The suggested resolution of just 'not supporting' the attacker is useless here since they do not require anyone's support to continue their activity.
Is hiding a post really censorship?
YES! Without doubt! If hiding a post didn't limit it's reach then what would be the point in hiding it?
There are so many posts on Steemit that any post that loses it's visual presence will definitely receive less views and upvotes.
But we can cancel the downvotes with upvotes, so there's no problem - right?
WRONG! Firstly, you need to be aware of the problem in order to correct it - so you now need to be putting some of your time into checking for this when you really shouldn't need to. Secondly, and more importantly - the suggested remedy is to get quality upvotes to cancel the downvotes, but that requires you to firstly be able to contact high reputation people who can upvote you and secondly, to do that quickly - since you only have a short time window within which to gain the attention of users of steemit when you post a new post.
Most upvotes seem to be gained in the first hour of making a post and you need decent upvotes to get into the hot/trending lists and stand a chance of having significant numbers of people read them.. So if the first 30 minutes you are trying to get upvotes to cancel malicious downvotes, then your post is pretty much sunk already as it will have no meaningful upvotes and will probably not reach hot/trending.
In short, the workaround is not good enough to prevent deliberate and organised censorship attempts.
Downvotes harm reputation!
Currently, if the downvoter has a higher reputation than you do, you may lose reputation as well as payout!
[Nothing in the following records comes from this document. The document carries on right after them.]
//! Configuration for the application updater.

use std::time::Duration;

/// Configuration for the application updater.
#[derive(Debug, Clone)]
pub struct UpdaterConfig {
    /// Maximum number of passes per cycle. `None` restarts until storage
    /// settles, however long that takes.
    pub max_passes: Option<u32>,
    /// Capacity of the notification channel used by the in-memory agent.
    pub notification_capacity: usize,
    /// Name of the worker thread draining the event queue.
    pub worker_name: String,
    /// How long callers wait for the queue to drain.
    pub idle_timeout: Duration,
}

impl UpdaterConfig {
    /// Creates a new configuration with default values.
    pub fn new() -> Self {
        Self {
            max_passes: Some(32),
            notification_capacity: 256,
            worker_name: "secsync-updater".to_string(),
            idle_timeout: Duration::from_secs(30),
        }
    }

    /// Sets the maximum number of passes per cycle.
    pub fn with_max_passes(mut self, passes: u32) -> Self {
        self.max_passes = Some(passes.max(1));
        self
    }

    /// Removes the pass limit.
    pub fn unbounded(mut self) -> Self {
        self.max_passes = None;
        self
    }

    /// Sets the notification channel capacity.
    pub fn with_notification_capacity(mut self, capacity: usize) -> Self {
        self.notification_capacity = capacity.max(1);
        self
    }

    /// Sets the worker thread name.
    pub fn with_worker_name(mut self, name: impl Into<String>) -> Self {
        self.worker_name = name.into();
        self
    }

    /// Sets the idle wait timeout.
    pub fn with_idle_timeout(mut self, timeout: Duration) -> Self {
        self.idle_timeout = timeout;
        self
    }

    /// Returns true if another pass may start after `passes` completed ones.
    pub fn allows_pass(&self, passes: u32) -> bool {
        self.max_passes.is_none_or(|max| passes < max)
    }
}

impl Default for UpdaterConfig {
    fn default() -> Self {
        Self::new()
    }
}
Reputation is built by receiving upvotes from accounts that themselves have high reputations. In principle this sounds ok, but there is really no guarantee at all that a high repuation equates to the account owner having integrity and no personal bias. Reputation above 70 does not equal sainthood!
But I'm never censored, so what's the problem?
This exact type of censorship already occurs on Reddit, for example, because they use a similar system of downvotes and hiding there. Most people are not posting controversial topics that challenge the status quo in society and thus they never encounter being silenced in this way. Therefore, there is not a massive uproar against the issue and the problem continues almost un-noticed by the majority.
A society that makes space for alternative views to be silenced is one that is destined for tyranny, bland homogenous same-ness and at worst total enslavement - George Orwell's 1984 makes this clear.
The idea that their posts cannot be censored by a central authority is attractive to users of Steemit, yet if the door is left open for anyone who has the time and money to come and be the censors instead, then arguably the design may actually be worse than the existing centralised platforms that are known to be controlled by governments and at least one owning corporation (e.g. Google / Facebook). So, it is imperative that this potential be nipped in the bud asap.
Better Censorship Resistance for Distributed / Blockchain Social Networks
How can we improve the situation?
Firstly, do we really need posts to be hidden at all?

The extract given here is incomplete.